Data supplied >>
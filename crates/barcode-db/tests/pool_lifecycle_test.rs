// ==========================================
// Pool lifecycle: import → assign → release → delete
// ==========================================

mod common;

use barcode_core::parser::FileFormat;
use barcode_core::{
    BarcodeStatus, BarcodeType, CoreError, DeletionReason, ImportRequest, ReleaseOutcome,
    ReleaseReason,
};
use barcode_db::{DbError, NewVariant, ServiceError};

#[tokio::test]
async fn test_threshold_partition_of_large_import() {
    let db = common::memory_db().await;
    let codes: Vec<String> = (1..=100_000u32).map(|n| n.to_string()).collect();

    let report = common::seed_codes(&db, &codes, BarcodeType::Ean13, 40_000).await;

    assert_eq!(report.total_processed, 100_000);
    assert_eq!(report.legacy, 40_000);
    assert_eq!(report.available, 60_000);
    assert_eq!(report.error_count, 0);

    let stats = db.queries().stats().await.unwrap();
    assert_eq!(stats.count(BarcodeStatus::LegacyArchive, BarcodeType::Ean13), 40_000);
    assert_eq!(stats.available(BarcodeType::Ean13), 60_000);

    let boundary = db.queries().find_by_code("40000").await.unwrap().unwrap();
    assert_eq!(boundary.status, BarcodeStatus::LegacyArchive);

    let v = common::variant(&db, "Shirt", "SHIRT-1").await;
    let first = db
        .allocation()
        .assign(&v.id, BarcodeType::Ean13, None)
        .await
        .unwrap();
    assert_eq!(first.code, "40001");
}

#[tokio::test]
async fn test_codes_are_unique_across_types() {
    let db = common::memory_db().await;
    common::seed_codes(&db, &["1001", "1002"], BarcodeType::Ean13, 0).await;

    let report = common::seed_codes(&db, &["1002", "1003"], BarcodeType::UpcA, 0).await;

    assert_eq!(report.imported, 1);
    assert_eq!(report.duplicates, 1);
    let stats = db.queries().stats().await.unwrap();
    assert_eq!(stats.total, 3);
    assert_eq!(stats.available(BarcodeType::UpcA), 1);
}

#[tokio::test]
async fn test_assignment_keeps_row_invariants() {
    let db = common::memory_db().await;
    common::seed_codes(&db, &["11", "12", "13", "14", "15", "16"], BarcodeType::Ean13, 0).await;
    let a = common::variant(&db, "Shirt", "SHIRT-A").await;
    let b = common::variant(&db, "Shirt", "SHIRT-B").await;
    let allocation = db.allocation();

    for _ in 0..3 {
        allocation.assign(&a.id, BarcodeType::Ean13, None).await.unwrap();
        allocation.assign(&b.id, BarcodeType::Ean13, None).await.unwrap();
        common::assert_pool_invariants(&db).await;
    }

    let owned = allocation.barcodes_for_variant(&b.id).await.unwrap();
    allocation.set_primary(&b.id, &owned[2].id).await.unwrap();
    allocation
        .release(&owned[0].id, ReleaseReason::Manual)
        .await
        .unwrap();
    common::assert_pool_invariants(&db).await;

    let codes_a: Vec<String> = allocation
        .barcodes_for_variant(&a.id)
        .await
        .unwrap()
        .into_iter()
        .map(|b| b.code)
        .collect();
    assert_eq!(codes_a, vec!["11", "13", "15"]);
}

#[tokio::test]
async fn test_release_twice_changes_nothing_the_second_time() {
    let db = common::memory_db().await;
    common::seed_codes(&db, &["500", "600"], BarcodeType::Ean13, 0).await;
    let v = common::variant(&db, "Shirt", "SHIRT-1").await;
    let allocation = db.allocation();

    let released = allocation.assign(&v.id, BarcodeType::Ean13, None).await.unwrap();
    let kept = allocation.assign(&v.id, BarcodeType::Ean13, None).await.unwrap();

    assert_eq!(
        allocation
            .release(&released.id, ReleaseReason::Manual)
            .await
            .unwrap(),
        ReleaseOutcome::Released
    );
    let after_first = db.queries().find_by_code("500").await.unwrap().unwrap();

    assert_eq!(
        allocation
            .release(&released.id, ReleaseReason::Manual)
            .await
            .unwrap(),
        ReleaseOutcome::AlreadyAvailable
    );
    let after_second = db.queries().find_by_code("500").await.unwrap().unwrap();
    assert_eq!(after_first, after_second);

    let untouched = db.queries().find_by_code("600").await.unwrap().unwrap();
    assert_eq!(untouched.assigned_at, kept.assigned_at);
    assert_eq!(untouched.owner_variant_id.as_deref(), Some(v.id.as_str()));
}

#[tokio::test]
async fn test_released_code_goes_to_next_variant() {
    let db = common::memory_db().await;
    common::seed_codes(&db, &["700", "800"], BarcodeType::Ean13, 0).await;
    let first_owner = common::variant(&db, "Shirt", "SHIRT-1").await;
    let second_owner = common::variant(&db, "Shirt", "SHIRT-2").await;
    let allocation = db.allocation();

    let code = allocation
        .assign(&first_owner.id, BarcodeType::Ean13, None)
        .await
        .unwrap();
    allocation
        .release(&code.id, ReleaseReason::Reassigned)
        .await
        .unwrap();

    let reused = allocation
        .assign(&second_owner.id, BarcodeType::Ean13, None)
        .await
        .unwrap();
    assert_eq!(reused.id, code.id);
    assert_eq!(reused.owner_variant_id.as_deref(), Some(second_owner.id.as_str()));
    assert!(reused.is_primary);
}

#[tokio::test]
async fn test_ragged_csv_aborts_whole_import() {
    let db = common::memory_db().await;
    common::seed_codes(&db, &["1", "2", "3"], BarcodeType::Ean13, 0).await;

    let mut body = String::from("barcode,qty\n");
    for n in 1000..1100 {
        if n == 1048 {
            // 50th line of the file
            body.push_str(&format!("{n}\n"));
        } else {
            body.push_str(&format!("{n},1\n"));
        }
    }

    let err = db
        .importer()
        .import_bytes(
            "broken.csv",
            body.as_bytes(),
            FileFormat::Csv,
            ImportRequest::new(BarcodeType::Ean13, 0).validate_format(false),
        )
        .await
        .unwrap_err();

    assert!(matches!(err, ServiceError::Domain(CoreError::Parse(_))));
    assert_eq!(db.queries().stats().await.unwrap().total, 3);
    assert_eq!(db.queries().batch_history(10).await.unwrap().len(), 1);
}

#[tokio::test]
async fn test_deleting_variant_archives_snapshot() {
    let db = common::memory_db().await;
    db.importer()
        .import_bytes(
            "gtin.csv",
            b"barcode\n5012345678900\n4006381333931\n9780201379624\n",
            FileFormat::Csv,
            ImportRequest::new(BarcodeType::Ean13, 0),
        )
        .await
        .unwrap();

    let product = db.catalog().create_product("Linen Shirt").await.unwrap();
    let v = db
        .catalog()
        .create_variant(
            &product.id,
            NewVariant::new("026-RED-120").color("Red").size("120"),
        )
        .await
        .unwrap();

    let allocation = db.allocation();
    let primary = allocation
        .assign(&v.id, BarcodeType::Ean13, Some("5012345678900"))
        .await
        .unwrap();
    assert!(primary.is_primary);
    allocation.assign(&v.id, BarcodeType::Ean13, None).await.unwrap();

    let archive = db
        .reconciler()
        .on_delete_variant(&v.id, DeletionReason::Discontinued, None)
        .await
        .unwrap();

    assert_eq!(archive.variant_sku, "026-RED-120");
    assert_eq!(archive.primary_barcode.as_deref(), Some("5012345678900"));
    assert_eq!(archive.deletion_reason, DeletionReason::Discontinued);
    assert_eq!(archive.size.as_deref(), Some("120"));
    assert_eq!(archive.released_codes().len(), 2);

    let code = db.queries().find_by_code("5012345678900").await.unwrap().unwrap();
    assert_eq!(code.status, BarcodeStatus::Available);
    assert_eq!(code.owner_variant_id, None);
    assert!(!code.is_primary);

    assert_eq!(db.reconciler().archive_by_sku("026-RED-120").await.unwrap().len(), 1);
    assert!(db.catalog().variant_by_sku("026-RED-120").await.unwrap().is_none());
    common::assert_pool_invariants(&db).await;
}

#[tokio::test]
async fn test_failed_deletion_rolls_back_everything() {
    let db = common::memory_db().await;
    common::seed_codes(&db, &["900", "901"], BarcodeType::Ean13, 0).await;
    let v = common::variant(&db, "Shirt", "SHIRT-FK").await;
    db.allocation()
        .assign(&v.id, BarcodeType::Ean13, None)
        .await
        .unwrap();

    // A dependent row the deletion does not know about blocks the variant DELETE.
    sqlx::query(
        "CREATE TABLE variant_images (id INTEGER PRIMARY KEY, \
         variant_id TEXT NOT NULL REFERENCES product_variants(id))",
    )
    .execute(db.pool())
    .await
    .unwrap();
    sqlx::query("INSERT INTO variant_images (variant_id) VALUES (?1)")
        .bind(&v.id)
        .execute(db.pool())
        .await
        .unwrap();

    let err = db
        .reconciler()
        .on_delete_variant(&v.id, DeletionReason::DataError, Some("cleanup"))
        .await
        .unwrap_err();

    assert!(matches!(
        err,
        ServiceError::TransactionAborted(DbError::ForeignKeyViolation { .. })
    ));
    assert_eq!(
        err.user_message("deletion"),
        "could not complete deletion, try again"
    );

    assert!(db.catalog().variant_exists(&v.id).await.unwrap());
    let owned = db.allocation().barcodes_for_variant(&v.id).await.unwrap();
    assert_eq!(owned.len(), 1);
    assert!(owned[0].is_primary);
    assert!(db.reconciler().archives(10).await.unwrap().is_empty());
}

What to produce >>
Go over the data and return every line that includes the word "reconciler".

Answer box >>
        .reconciler()
    assert_eq!(db.reconciler().archive_by_sku("026-RED-120").await.unwrap().len(), 1);
        .reconciler()
    assert!(db.reconciler().archives(10).await.unwrap().is_empty());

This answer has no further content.